A subsequent study in 2012, attempted to replicate these findings, but did not include a control group (Ralph, 2015a). However, additional psychological assessment techniques were used. The findings supported the hypothesis that ART contributed to therapeutic changes on psychological outcomes for youth in residential JwSO treatment. On the Child Behavior Checklist (Achenbach & Rescorla, 2001) completed by caregivers, five scales showed improvement from pre- to post- treatment which were Social Problems, Attention Problems, Rule Breaking Behavior, Externalized Total, and Total. On the Symptom Checklist 90-R (Derogatis & Savitz, 2000) completed by the youth, the Anxiety scale showed significant changes. On the Youth Outcome Questionnaire (Burlingame, Wells, Cox, & Lambert, 2004) completed by caregivers, Critical Items also showed positive changes. Two measures of prosocial reasoning, the Washington University Sentence Completion Test (Hy & Loevinger, 1996), and the Prosocial Reasoning Outcomes (Ralph, 2016a) also showed positive changes. This 2012 study was the first to show changes in prosocial reasoning with ART. It is important to note that this study did not include a control group and had methodological limitations, including ruling out maturation, testing, or a placebo effect as rival hypotheses to explain changes in scores.
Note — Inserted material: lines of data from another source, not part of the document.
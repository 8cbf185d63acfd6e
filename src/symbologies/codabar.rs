use crate::core::encoding::{Encoding, SymbologyEncoder, join_patterns};
use crate::core::error::EncodeError;

static CODABAR_CODES: &[(char, &str)] = &[
    ('0', "101010011"),
    ('1', "101011001"),
    ('2', "101001011"),
    ('3', "110010101"),
    ('4', "101101001"),
    ('5', "110101001"),
    ('6', "100101011"),
    ('7', "100101101"),
    ('8', "100110101"),
    ('9', "110100101"),
    ('-', "101001101"),
    ('$', "101100101"),
    (':', "1101011011"),
    ('/', "1101101011"),
    ('.', "1101101101"),
    ('+', "1011011011"),
    ('A', "1011001001"),
    ('B', "1010010011"),
    ('C', "1001001011"),
    ('D', "1010011001"),
];

fn pattern(ch: char) -> Option<&'static str> {
    let up = ch.to_ascii_uppercase();
    CODABAR_CODES
        .iter()
        .find(|(c, _)| *c == up)
        .map(|(_, p)| *p)
}

fn is_start_stop(ch: char) -> bool {
    matches!(ch.to_ascii_uppercase(), 'A'..='D')
}

/// Codabar. The data must be framed by start/stop letters A–D (either case);
/// the canonical value has them stripped.
#[derive(Debug, Default, Clone, Copy)]
pub struct Codabar;

impl SymbologyEncoder for Codabar {
    fn name(&self) -> &'static str {
        "Codabar"
    }

    fn encode(&self, raw: &str) -> Result<Encoding, EncodeError> {
        let chars: Vec<char> = raw.chars().collect();
        let [first, .., last] = chars.as_slice() else {
            return Err(EncodeError::structural(
                "ECODABAR-1",
                "Data format invalid. (Invalid length)",
            ));
        };
        if !is_start_stop(*first) {
            return Err(EncodeError::structural(
                "ECODABAR-2",
                "Data format invalid. (Invalid START character)",
            ));
        }
        if !is_start_stop(*last) {
            return Err(EncodeError::structural(
                "ECODABAR-3",
                "Data format invalid. (Invalid STOP character)",
            ));
        }
        let patterns = chars
            .iter()
            .map(|c| pattern(*c))
            .collect::<Option<Vec<_>>>()
            .ok_or_else(|| {
                EncodeError::charset("ECODABAR-4", "Data contains invalid characters.")
            })?;

        let canonical: String = chars[1..chars.len() - 1].iter().collect();
        Ok(Encoding::new(join_patterns(patterns, "0"), canonical))
    }
}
In both the 2009 and 2012 studies open-ended focus groups were conducted with ART participants where they reported positive outcomes consistent with the quantitative findings. Youth generally identified the following ART strategies as helpful in being able to inhibit impulsive or counterproductive responses to adverse situations, and to formulate more positive and prosocial action alternatives. Youth described that they could "check themselves before they wrecked themselves." Importantly they also described a "virtuous cycle" in contrast to their usual impulsive behavior. When youth began using prosocial coping strategies they began using them more because of the reinforcement from the positive results of these approaches.

A subsequent longitudinal study (Ralph, 2015b) was carried out which followed all youth admitted to the same residential program from 2006 to 2012 (n =129 male youth ages 12 – 17). Sexual acting out was one of several outcomes studied, and 126 cases had complete data regarding this variable. This variable was defined as any episode of significant sexual acting out, some of which may have been considered a violation of the law. A total of 20.6% of youth had at least one such episode. Also a total of 20.9% youth completed the ART program during that time period. The rate of sexual acting out for those who participated in ART was 7.4%, compared to 24.2% for those who did not. A one-tailed Fisher's Exact Test was used to compare the groups, which were significantly different, p=.042.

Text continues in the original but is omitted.